Sometimes the scope for TMIs will be determined by distance from a particular airport. This will be noted under a TMI’s scope as something like “1200 miles+CZY”, meaning that all flights originating from within 1200 miles and Toronto Center (CZY) would be included in the initiative.
Defining scope by distance can be helpful in some situations, giving managers more precise control over what flights will be included in or excluded from a TMI.
The second way that scope can be expressed is by enroute center (ARTCC). When this method is used, the traffic captured in a TMI is specified by which center they are departing from. For example a TMI with a scope of “ZNY+ZDC+ZBW” would capture flights departing from airports within New York Center (ZNY), Washington Center (ZDC), and Boston Center (ZBW).
Each enroute center is abbreviated with a 3-letter code, beginning with the letter “Z”. The centers can be seen in the graphic below.
A third way that scope can be defined is by tier. The word “tier” describes a geographical area that is based on Air Route Traffic Control Center (ARTCC) boundaries. In essence, tiers are simply groups of multiple enroute centers.
This is best explained using a graphic. In the image below, the ARTCC selected is New York Center (ZNY) – shown in green. The yellow ARTCCs would be considered “First Tier” since they are immediately adjacent to ZNY. The blue ARTCCs are “Second Tier” because they are, in turn, adjacent to the First Tier ARTCCs. This is also sometimes indicated as ZNY2.
Also note that tier information is inclusive, meaning that a Second Tier initiative would also include First Tier centers.
Here is a practical example of how scope would be interpreted:
A Second Tier ground delay program (GDP) for Teterboro, NJ (TEB) has just been implemented. Would a flight leaving from Colorado Springs, CO (COS) be included in the program and issued an EDCT? How about a flight from Minneapolis, MN (MSP)?
- COS is located in Denver Center (ZDV) which does not border either ZNY (where TEB is located) or any of the ZNY First Tier centers. Therefore, the flight would be exempt from the GDP and would not be issued an EDCT.
- MSP is located in Minneapolis Center (ZMP) which is a Second Tier center from ZNY. Therefore, the flight would be caught in the GDP and the flight would likely be issued an EDCT.
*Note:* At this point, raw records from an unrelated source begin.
//! Page - the fundamental 4KB unit of storage.
//!
//! A [`Page`] is a raw 4KB byte array that serves as the unit of I/O
//! between disk and memory. The buffer pool holds pages in frames; the
//! core treats their contents as opaque bytes.

use crate::common::config::PAGE_SIZE;

/// A page of data (4KB, 4KB-aligned).
///
/// This is the fundamental unit of I/O between disk and memory.
///
/// # Memory Layout
/// - Size: 4096 bytes (4KB)
/// - Alignment: 4096 bytes (for efficient Direct I/O with O_DIRECT)
///
/// # Clone Implementation
/// `Page` does NOT implement `Clone` in production code: copying 4KB is
/// expensive and should be explicit. A `#[cfg(test)]` Clone is provided
/// for tests.
#[repr(align(4096))]
pub struct Page {
    data: [u8; PAGE_SIZE],
}

impl Page {
    /// Create a new zeroed page.
    #[inline]
    pub fn new() -> Self {
        Self {
            data: [0u8; PAGE_SIZE],
        }
    }

    /// Get immutable slice of page data.
    #[inline]
    pub fn as_slice(&self) -> &[u8] {
        &self.data
    }

    /// Get mutable slice of page data.
    #[inline]
    pub fn as_mut_slice(&mut self) -> &mut [u8] {
        &mut self.data
    }

    /// Zero out the entire page.
    pub fn reset(&mut self) {
        self.data.fill(0);
    }

    /// Get the size of a page.
    #[inline]
    pub const fn size() -> usize {
        PAGE_SIZE
    }
}

impl Default for Page {
    fn default() -> Self {
        Self::new()
    }
}

// Clone only available in tests - forces explicit copying in production
#[cfg(test)]
impl Clone for Page {
    fn clone(&self) -> Self {
        let mut new_page = Page::new();
        new_page.data.copy_from_slice(&self.data);
        new_page
    }
}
There are some variations to the tier description to account for the size and domestic-international services provided by each ARTCC. Here are some additional scope definitions that are used:
- ALL – flights departing from anywhere in the continental US would be captured
- Six West – ZAB / ZDV / ZLA / ZLC / ZOA / ZSE
- Ten West – ZAB / ZDV / ZFW / ZHU / ZKC / ZLA / ZLC / ZMP / ZOA / ZSE
- Twelve West – ZAB / ZAU / ZDV / ZFW / ZHU / ZKC / ZLA / ZLC / ZME / ZMP / ZOA / ZSE
- No West – exclude ZAB / ZDV / ZLA / ZLC / ZOA / ZSE
- Ten East – ZBW, ZNY, ZDC, ZJX, ZMA, ZTL, ZME, ZID, ZAU
More information about tier descriptions can be found on the FAA’s tier map.